__Exercise details__
Look through the material and tally each line bearing the word "bound". Give only the total.

__Material provided__
--- --- ---

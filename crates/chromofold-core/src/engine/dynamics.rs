use nalgebra::Vector3;
use rand::rngs::StdRng;
use rand_distr::{Distribution, StandardNormal};

use crate::core::models::restraint::{RestraintSet, least_violated};
use crate::core::models::system::ParticleSystem;

use super::forces::{
    REPULSION_STIFFNESS, RESTRAINT_STIFFNESS, flat_bottom_spring, soft_sphere_repulsion,
};

/// Absolute distance excess beyond which a restraint counts as violated in
/// the diagnostics.
pub const VIOLATION_TOLERANCE: f64 = 0.05;

/// Kinetic energy floor below which the thermostat skips rescaling.
const KINETIC_EPSILON: f64 = 1e-300;

/// Per-iteration velocity damping factor. Bleeds kinetic energy between
/// thermostat caps so the system settles into the restraint minima as the
/// temperature drops.
const VELOCITY_DAMPING: f64 = 0.98;

/// Per-call parameters for the dynamics kernel. Callers obtain these from a
/// validated [`super::schedule::Schedule`] stage plus the run configuration;
/// the kernel itself performs no range checking.
#[derive(Debug, Clone, Copy, PartialEq)]
pub struct DynamicsParams {
    pub temperature: f64,
    pub time_step: f64,
    pub num_iterations: usize,
    pub repulsion_scale: f64,
    pub repulsion_distance: f64,
}

/// Scalar summaries of the system state after one kernel call. Used for
/// logging and monitoring only; the schedule never reads them back.
#[derive(Debug, Clone, Copy, PartialEq, Default)]
pub struct Diagnostics {
    /// Enforcement units currently violated beyond [`VIOLATION_TOLERANCE`].
    pub restraint_violations: usize,
    /// Particle pairs with an engaged repulsive force on the final iteration.
    pub repulsive_contacts: usize,
    /// Root-mean-square per-particle displacement of the final iteration.
    pub rms_displacement: f64,
}

/// Runs `num_iterations` explicit integration steps against the restraint
/// and repulsion forces, mutating `system` in place.
///
/// Each iteration has two phases separated by a barrier: every pair force is
/// computed from the same position snapshot, then a single pass integrates
/// velocities and positions. Thermal kinetic energy is injected once from a
/// Maxwell distribution at `temperature`; a capping thermostat keeps kinetic
/// energy at or below the thermal target while per-iteration damping drains
/// the rest, so high temperatures tolerate large excursions and low
/// temperatures quench the system into its restraint minima.
pub fn advance(
    system: &mut ParticleSystem,
    restraints: &RestraintSet,
    params: &DynamicsParams,
    rng: &mut StdRng,
) -> Diagnostics {
    let n = system.len();
    if n == 0 {
        return Diagnostics::default();
    }
    debug_assert!(params.temperature > 0.0);
    debug_assert!(params.time_step > 0.0);
    debug_assert!((0.0..=1.0).contains(&params.repulsion_scale));
    debug_assert_eq!(restraints.particle_count(), n);

    let masses = system.masses().to_vec();
    let dt = params.time_step;

    let mut velocities = thermal_velocities(&masses, params.temperature, rng);
    let mut forces = vec![Vector3::zeros(); n];
    let mut repulsive_contacts = 0;
    let mut sq_displacement = 0.0;

    for _ in 0..params.num_iterations {
        for force in &mut forces {
            *force = Vector3::zeros();
        }
        repulsive_contacts = 0;

        {
            let positions = system.positions();

            for members in restraints.units() {
                let restraint = members[least_violated(members, positions)];
                let delta = positions[restraint.i] - positions[restraint.j];
                let dist = delta.norm();
                let magnitude =
                    flat_bottom_spring(dist, restraint.lower, restraint.upper, RESTRAINT_STIFFNESS);
                if magnitude != 0.0 {
                    // flat_bottom_spring returns 0 at near-zero separation,
                    // so dividing by dist here is safe.
                    let direction = delta / dist;
                    forces[restraint.i] += direction * magnitude;
                    forces[restraint.j] -= direction * magnitude;
                }
            }

            for a in 0..n {
                for b in (a + 1)..n {
                    let delta = positions[a] - positions[b];
                    let dist = delta.norm();
                    let magnitude = soft_sphere_repulsion(
                        dist,
                        params.repulsion_distance,
                        params.repulsion_scale,
                        REPULSION_STIFFNESS,
                    );
                    if magnitude > 0.0 {
                        repulsive_contacts += 1;
                        let direction = delta / dist;
                        forces[a] += direction * magnitude;
                        forces[b] -= direction * magnitude;
                    }
                }
            }
        }

        sq_displacement = 0.0;
        let positions = system.positions_mut();
        for idx in 0..n {
            velocities[idx] += forces[idx] * (dt / masses[idx]);
            velocities[idx] *= VELOCITY_DAMPING;
            let step = velocities[idx] * dt;
            positions[idx] += step;
            sq_displacement += step.norm_squared();
        }

        cap_to_temperature(&mut velocities, &masses, params.temperature);
    }

    Diagnostics {
        restraint_violations: restraints.violated_units(system.positions(), VIOLATION_TOLERANCE),
        repulsive_contacts,
        rms_displacement: (sq_displacement / n as f64).sqrt(),
    }
}

/// Draws per-particle velocities from the Maxwell distribution at the given
/// temperature (kB = 1, arbitrary units).
fn thermal_velocities(masses: &[f64], temperature: f64, rng: &mut StdRng) -> Vec<Vector3<f64>> {
    masses
        .iter()
        .map(|&mass| {
            let sigma = (temperature / mass).sqrt();
            let x: f64 = StandardNormal.sample(rng);
            let y: f64 = StandardNormal.sample(rng);
            let z: f64 = StandardNormal.sample(rng);
            Vector3::new(sigma * x, sigma * y, sigma * z)
        })
        .collect()
}

/// Velocity-capping thermostat: when the total kinetic energy exceeds
/// `1.5 * N * T`, scales all velocities down to that target. The thermal
/// target is an upper bound only; a system colder than its temperature is
/// left alone so it can keep settling.
fn cap_to_temperature(velocities: &mut [Vector3<f64>], masses: &[f64], temperature: f64) {
    let kinetic: f64 = velocities
        .iter()
        .zip(masses)
        .map(|(v, &m)| 0.5 * m * v.norm_squared())
        .sum();
    if kinetic < KINETIC_EPSILON {
        return;
    }
    let target = 1.5 * velocities.len() as f64 * temperature;
    if kinetic <= target {
        return;
    }
    let lambda = (target / kinetic).sqrt();
    for velocity in velocities.iter_mut() {
        *velocity *= lambda;
    }
}

#[cfg(test)]
mod tests {
    use super::*;
    use crate::core::models::restraint::{AmbiguityGroup, Restraint};
    use nalgebra::Point3;
    use rand::SeedableRng;

    fn two_particle_system(separation: f64) -> ParticleSystem {
        ParticleSystem::from_parts(
            vec![Point3::origin(), Point3::new(separation, 0.0, 0.0)],
            vec![1.0; 2],
            vec![0.5; 2],
        )
    }

    fn params(temperature: f64, num_iterations: usize) -> DynamicsParams {
        DynamicsParams {
            temperature,
            time_step: 0.05,
            num_iterations,
            repulsion_scale: 0.5,
            repulsion_distance: 1.0,
        }
    }

    #[test]
    fn coincident_restrained_particles_stay_finite() {
        let mut system = two_particle_system(0.0);
        let restraints =
            RestraintSet::unambiguous(2, vec![Restraint::new(0, 1, 1.0, 2.0).unwrap()]).unwrap();
        let mut rng = StdRng::seed_from_u64(1);
        advance(&mut system, &restraints, &params(1.0, 1), &mut rng);
        assert!(system.all_finite());
    }

    #[test]
    fn overstretched_restraint_pulls_the_pair_together() {
        let mut system = two_particle_system(5.0);
        let restraints =
            RestraintSet::unambiguous(2, vec![Restraint::new(0, 1, 1.0, 2.0).unwrap()]).unwrap();
        let before = restraints.restraints()[0].violation(system.positions());
        let mut rng = StdRng::seed_from_u64(2);
        advance(&mut system, &restraints, &params(0.01, 200), &mut rng);
        let after = restraints.restraints()[0].violation(system.positions());
        assert!(system.all_finite());
        assert!(after < before);
    }

    #[test]
    fn repulsion_pushes_overlapping_particles_apart() {
        let mut system = two_particle_system(0.4);
        let restraints = RestraintSet::unambiguous(2, Vec::new()).unwrap();
        let mut rng = StdRng::seed_from_u64(3);
        let mut p = params(1e-6, 100);
        p.repulsion_scale = 1.0;
        advance(&mut system, &restraints, &p, &mut rng);
        let dist = (system.positions()[0] - system.positions()[1]).norm();
        assert!(dist > 0.4);
    }

    #[test]
    fn ambiguous_group_leaves_the_more_violated_member_alone() {
        // Restraint (0,2) is satisfied, so (0,1) must receive no force; with a
        // negligible temperature, particle 1 should barely move.
        let positions = vec![
            Point3::origin(),
            Point3::new(10.0, 0.0, 0.0),
            Point3::new(1.5, 0.0, 0.0),
        ];
        let mut system = ParticleSystem::from_parts(positions, vec![1.0; 3], vec![0.5; 3]);
        let restraints = RestraintSet::new(
            3,
            vec![
                Restraint::new(0, 1, 1.0, 2.0).unwrap(),
                Restraint::new(0, 2, 1.0, 2.0).unwrap(),
            ],
            vec![AmbiguityGroup { start: 0, len: 2 }],
        )
        .unwrap();
        let mut rng = StdRng::seed_from_u64(4);
        let mut p = params(1e-12, 10);
        p.repulsion_scale = 0.0;
        advance(&mut system, &restraints, &p, &mut rng);
        let moved = (system.positions()[1] - Point3::new(10.0, 0.0, 0.0)).norm();
        assert!(moved < 1e-4);
    }

    #[test]
    fn diagnostics_count_violations_and_contacts() {
        let positions = vec![
            Point3::origin(),
            Point3::new(0.5, 0.0, 0.0),
            Point3::new(10.0, 0.0, 0.0),
        ];
        let mut system = ParticleSystem::from_parts(positions, vec![1.0; 3], vec![0.5; 3]);
        let restraints =
            RestraintSet::unambiguous(3, vec![Restraint::new(0, 2, 1.0, 2.0).unwrap()]).unwrap();
        let mut rng = StdRng::seed_from_u64(5);
        let p = DynamicsParams {
            temperature: 1e-12,
            time_step: 1e-6,
            num_iterations: 1,
            repulsion_scale: 1.0,
            repulsion_distance: 1.0,
        };
        let diagnostics = advance(&mut system, &restraints, &p, &mut rng);
        assert_eq!(diagnostics.restraint_violations, 1);
        assert_eq!(diagnostics.repulsive_contacts, 1);
        assert!(diagnostics.rms_displacement >= 0.0);
    }

    #[test]
    fn low_temperature_dynamics_quenches_into_the_restraint_band() {
        // At a low but nonzero temperature the thermostat must not keep
        // re-energizing the pair; damping should let it come to rest inside
        // the band, leaving both the violation and the motion near zero.
        let mut system = two_particle_system(5.0);
        let restraints =
            RestraintSet::unambiguous(2, vec![Restraint::new(0, 1, 1.0, 2.0).unwrap()]).unwrap();
        let mut rng = StdRng::seed_from_u64(17);
        let p = DynamicsParams {
            temperature: 0.1,
            time_step: 0.02,
            num_iterations: 500,
            repulsion_scale: 1.0,
            repulsion_distance: 1.0,
        };
        let diagnostics = advance(&mut system, &restraints, &p, &mut rng);
        assert_eq!(diagnostics.restraint_violations, 0);
        assert!(
            diagnostics.rms_displacement < 1e-3,
            "pair is still moving: rms {}",
            diagnostics.rms_displacement
        );
    }

    #[test]
    fn kernel_is_deterministic_for_a_fixed_seed() {
        let restraints =
            RestraintSet::unambiguous(2, vec![Restraint::new(0, 1, 1.0, 2.0).unwrap()]).unwrap();
        let mut system_a = two_particle_system(5.0);
        let mut system_b = two_particle_system(5.0);
        let mut rng_a = StdRng::seed_from_u64(99);
        let mut rng_b = StdRng::seed_from_u64(99);
        let diag_a = advance(&mut system_a, &restraints, &params(1.0, 50), &mut rng_a);
        let diag_b = advance(&mut system_b, &restraints, &params(1.0, 50), &mut rng_b);
        assert_eq!(system_a, system_b);
        assert_eq!(diag_a, diag_b);
    }

    #[test]
    fn empty_system_yields_default_diagnostics() {
        let mut system = ParticleSystem::uniform(0, 1.0, 0.5);
        let restraints = RestraintSet::unambiguous(0, Vec::new()).unwrap();
        let mut rng = StdRng::seed_from_u64(6);
        let diagnostics = advance(&mut system, &restraints, &params(1.0, 10), &mut rng);
        assert_eq!(diagnostics, Diagnostics::default());
    }
}
pub struct DefaultsConfig {
    pub temp_start: f64,
    pub temp_end: f64,
    pub num_temp_steps: usize,
    pub dynamics_steps_per_temp: usize,
    pub time_step: f64,
    pub repulsion_distance: f64,
    pub init_radius: f64,
    pub num_models: usize,
}

impl Default for DefaultsConfig {
    fn default() -> Self {
        Self {
            temp_start: 500.0,
            temp_end: 1.0,
            num_temp_steps: 100,
            dynamics_steps_per_temp: 50,
            time_step: 0.01,
            repulsion_distance: 1.0,
            init_radius: 50.0,
            num_models: 1,
        }
    }
}
//! Data structures describing a particle system and the distance restraints
//! imposed on it, plus the resolution hierarchy they are organized into.

pub mod resolution;
pub mod restraint;
pub mod system;
/// Separations below this are treated as coincident; pair forces vanish there
/// so a degenerate initialization never produces a NaN gradient.
pub const NEAR_ZERO_DISTANCE: f64 = 1e-6;

/// Upper bound on any single pair-force magnitude. Keeps the explicit
/// integrator stable when a restraint is grossly violated at high temperature.
pub const MAX_FORCE_MAGNITUDE: f64 = 1e3;

/// Spring constant of the flat-bottomed restraint potential.
pub const RESTRAINT_STIFFNESS: f64 = 1.0;

/// Spring constant of the soft-sphere overlap potential (before scaling by
/// the schedule's repulsion coefficient).
pub const REPULSION_STIFFNESS: f64 = 1.0;

#[inline]
fn clamp_force(force: f64) -> f64 {
    force.clamp(-MAX_FORCE_MAGNITUDE, MAX_FORCE_MAGNITUDE)
}

/// Flat-bottomed spring force for a distance restraint, as a signed scalar
/// along the pair axis: positive pushes the pair apart, negative pulls it
/// together. Zero inside `[lower, upper]` and exactly zero at (near) zero
/// separation.
#[inline]
pub fn flat_bottom_spring(dist: f64, lower: f64, upper: f64, stiffness: f64) -> f64 {
    if dist < NEAR_ZERO_DISTANCE {
        return 0.0;
    }
    if dist < lower {
        clamp_force(stiffness * (lower - dist))
    } else if dist > upper {
        clamp_force(-stiffness * (dist - upper))
    } else {
        0.0
    }
}

/// Soft-sphere repulsion between two particles closer than `cutoff`, scaled
/// by the schedule's `scale` in `[0, 1]`. Always non-negative (pure push),
/// linear in the overlap depth, and exactly zero at (near) zero separation.
#[inline]
pub fn soft_sphere_repulsion(dist: f64, cutoff: f64, scale: f64, stiffness: f64) -> f64 {
    if dist < NEAR_ZERO_DISTANCE || dist >= cutoff {
        return 0.0;
    }
    clamp_force(scale * stiffness * (cutoff - dist))
}
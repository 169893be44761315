use crate::error::{CliError, Result};
use serde::Deserialize;
use std::path::Path;
use tracing::debug;

#[derive(Deserialize, Debug, Default, Clone)]
#[serde(deny_unknown_fields)]
pub struct FileConfig {
    pub anneal: Option<FileAnnealConfig>,
    pub structure: Option<FileStructureConfig>,
}

#[derive(Deserialize, Debug, Default, Clone)]
#[serde(rename_all = "kebab-case", deny_unknown_fields)]
pub struct FileAnnealConfig {
    pub temp_start: Option<f64>,
    pub temp_end: Option<f64>,
    pub num_temp_steps: Option<usize>,
    pub dynamics_steps_per_temp: Option<usize>,
    pub time_step: Option<f64>,
    pub repulsion_distance: Option<f64>,
}

#[derive(Deserialize, Debug, Default, Clone)]
#[serde(rename_all = "kebab-case", deny_unknown_fields)]
pub struct FileStructureConfig {
    pub init_radius: Option<f64>,
    pub num_models: Option<usize>,
    pub random_seed: Option<u64>,
    pub jitter_sigma: Option<f64>,
    pub particle_mass: Option<f64>,
    pub particle_radius: Option<f64>,
}

impl FileConfig {
    pub fn from_file(path: &Path) -> Result<Self> {
        debug!("Reading configuration file from {:?}", path);
        let content = std::fs::read_to_string(path)?;
        toml::from_str(&content).map_err(|e| CliError::FileParsing {
            path: path.to_path_buf(),
            source: e.into(),
        })
    }
}
use std::sync::Arc;
use std::sync::atomic::{AtomicBool, Ordering};

use rand::rngs::StdRng;
use tracing::{debug, info, instrument};

use crate::core::models::restraint::RestraintSet;
use crate::core::models::system::ParticleSystem;

use super::config::AnnealConfig;
use super::dynamics::{self, Diagnostics, DynamicsParams};
use super::error::EngineError;
use super::progress::{Progress, ProgressReporter};
use super::schedule::Schedule;

/// Cooperative cancellation flag checked between temperature stages, the
/// only safe suspension point of a run.
#[derive(Debug, Clone, Default)]
pub struct CancellationToken {
    cancelled: Arc<AtomicBool>,
}

impl CancellationToken {
    pub fn new() -> Self {
        Self::default()
    }

    pub fn cancel(&self) {
        self.cancelled.store(true, Ordering::Relaxed);
    }

    pub fn is_cancelled(&self) -> bool {
        self.cancelled.load(Ordering::Relaxed)
    }
}

/// Summary of one completed annealing run.
#[derive(Debug, Clone, Copy, PartialEq)]
pub struct AnnealOutcome {
    pub stages_run: usize,
    pub final_diagnostics: Diagnostics,
}

/// Relaxes `system` against `restraints` across the full temperature
/// schedule, mutating it in place, and recenters the result.
///
/// Each temperature stage invokes the dynamics kernel exactly once for
/// `dynamics_steps_per_temp` iterations at that stage's temperature and
/// repulsion scale; stage `k + 1` starts from stage `k`'s output coordinates.
/// Schedule validation happens before any dynamics runs. A non-finite
/// coordinate aborts the run with [`EngineError::Divergence`]; it is never
/// retried here.
#[instrument(skip_all, name = "anneal", fields(particles = system.len()))]
pub fn anneal(
    system: &mut ParticleSystem,
    restraints: &RestraintSet,
    config: &AnnealConfig,
    rng: &mut StdRng,
    reporter: &ProgressReporter,
    cancel: &CancellationToken,
) -> Result<AnnealOutcome, EngineError> {
    if config.dynamics_steps_per_temp == 0 {
        return Err(EngineError::InvalidSchedule {
            reason: "dynamics_steps_per_temp must be at least 1".to_string(),
        });
    }
    let schedule = Schedule::build(config.temp_start, config.temp_end, config.num_temp_steps)?;

    if restraints.particle_count() != system.len() {
        return Err(EngineError::SystemMismatch {
            system_particles: system.len(),
            restraint_particles: restraints.particle_count(),
        });
    }

    info!(
        stages = schedule.len(),
        restraints = restraints.len(),
        temp_start = config.temp_start,
        temp_end = config.temp_end,
        "Starting annealing run."
    );

    let mut final_diagnostics = Diagnostics::default();
    for (step, stage) in schedule.stages().iter().enumerate() {
        if cancel.is_cancelled() {
            info!(step, "Annealing run cancelled between stages.");
            return Err(EngineError::Interrupted);
        }
        if !system.all_finite() {
            return Err(EngineError::Divergence { step });
        }

        let params = DynamicsParams {
            temperature: stage.temperature,
            time_step: config.time_step,
            num_iterations: config.dynamics_steps_per_temp,
            repulsion_scale: stage.repulsion_scale,
            repulsion_distance: config.repulsion_distance,
        };
        final_diagnostics = dynamics::advance(system, restraints, &params, rng);

        debug!(
            step,
            temperature = stage.temperature,
            repulsion_scale = stage.repulsion_scale,
            violations = final_diagnostics.restraint_violations,
            contacts = final_diagnostics.repulsive_contacts,
            rms_displacement = final_diagnostics.rms_displacement,
            "Temperature stage complete."
        );
        reporter.report(Progress::StageComplete {
            step,
            temperature: stage.temperature,
            violations: final_diagnostics.restraint_violations,
        });
    }

    if !system.all_finite() {
        return Err(EngineError::Divergence {
            step: schedule.len(),
        });
    }
    system.recenter();

    info!(
        violations = final_diagnostics.restraint_violations,
        "Annealing run complete."
    );
    Ok(AnnealOutcome {
        stages_run: schedule.len(),
        final_diagnostics,
    })
}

--- --- ---

__Answer section__
2